┏━━

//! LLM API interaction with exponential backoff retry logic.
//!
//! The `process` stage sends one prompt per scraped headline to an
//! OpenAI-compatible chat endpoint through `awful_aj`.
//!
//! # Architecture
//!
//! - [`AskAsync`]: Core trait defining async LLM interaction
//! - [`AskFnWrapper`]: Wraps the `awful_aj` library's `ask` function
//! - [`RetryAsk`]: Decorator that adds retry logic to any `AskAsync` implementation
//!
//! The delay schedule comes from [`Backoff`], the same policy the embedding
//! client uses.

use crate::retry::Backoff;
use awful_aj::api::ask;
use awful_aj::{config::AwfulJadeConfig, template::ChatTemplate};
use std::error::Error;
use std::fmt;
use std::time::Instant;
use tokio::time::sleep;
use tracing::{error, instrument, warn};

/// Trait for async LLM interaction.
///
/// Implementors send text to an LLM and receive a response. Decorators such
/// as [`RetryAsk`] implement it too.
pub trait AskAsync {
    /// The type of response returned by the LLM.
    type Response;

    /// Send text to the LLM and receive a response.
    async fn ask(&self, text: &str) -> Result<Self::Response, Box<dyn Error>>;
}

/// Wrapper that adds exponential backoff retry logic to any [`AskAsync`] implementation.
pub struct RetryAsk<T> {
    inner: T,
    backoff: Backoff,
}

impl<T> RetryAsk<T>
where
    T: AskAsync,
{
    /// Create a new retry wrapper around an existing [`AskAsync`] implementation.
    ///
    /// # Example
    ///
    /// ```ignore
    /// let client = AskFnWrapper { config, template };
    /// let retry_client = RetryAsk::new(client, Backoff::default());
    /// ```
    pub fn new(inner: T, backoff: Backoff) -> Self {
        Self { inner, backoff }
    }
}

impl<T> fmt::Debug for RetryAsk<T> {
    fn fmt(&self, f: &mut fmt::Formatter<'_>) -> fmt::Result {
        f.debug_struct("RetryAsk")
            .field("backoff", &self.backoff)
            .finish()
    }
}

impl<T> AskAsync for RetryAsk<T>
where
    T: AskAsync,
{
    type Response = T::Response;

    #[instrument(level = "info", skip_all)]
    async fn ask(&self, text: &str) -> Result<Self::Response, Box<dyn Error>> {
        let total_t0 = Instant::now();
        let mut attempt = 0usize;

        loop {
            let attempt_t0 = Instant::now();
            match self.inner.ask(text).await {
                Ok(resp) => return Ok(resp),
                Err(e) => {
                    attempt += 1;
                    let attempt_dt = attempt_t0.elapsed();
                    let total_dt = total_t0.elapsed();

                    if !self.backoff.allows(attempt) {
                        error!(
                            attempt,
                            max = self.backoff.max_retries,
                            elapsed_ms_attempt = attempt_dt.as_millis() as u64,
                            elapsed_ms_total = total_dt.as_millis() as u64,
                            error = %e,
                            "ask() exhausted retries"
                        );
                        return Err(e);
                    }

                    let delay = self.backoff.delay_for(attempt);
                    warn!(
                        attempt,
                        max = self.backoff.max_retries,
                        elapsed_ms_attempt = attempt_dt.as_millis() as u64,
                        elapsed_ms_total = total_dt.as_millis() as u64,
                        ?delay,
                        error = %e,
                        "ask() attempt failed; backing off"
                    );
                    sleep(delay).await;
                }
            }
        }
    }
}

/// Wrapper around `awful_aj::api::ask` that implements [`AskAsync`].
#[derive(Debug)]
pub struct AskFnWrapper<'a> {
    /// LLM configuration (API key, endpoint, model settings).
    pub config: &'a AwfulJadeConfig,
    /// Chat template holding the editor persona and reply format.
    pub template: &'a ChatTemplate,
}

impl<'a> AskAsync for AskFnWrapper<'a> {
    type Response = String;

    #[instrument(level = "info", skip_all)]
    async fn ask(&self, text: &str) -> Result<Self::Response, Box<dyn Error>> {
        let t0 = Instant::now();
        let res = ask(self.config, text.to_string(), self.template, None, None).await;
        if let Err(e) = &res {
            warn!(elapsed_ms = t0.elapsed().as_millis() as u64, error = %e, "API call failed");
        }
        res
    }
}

┗━━

WHAT YOU WILL DO: Read through the lines above and collect those that contain the string "endpoint".

ANSWER TO THIS EXERCISE:
//! OpenAI-compatible chat endpoint through `awful_aj`.
    /// LLM configuration (API key, endpoint, model settings).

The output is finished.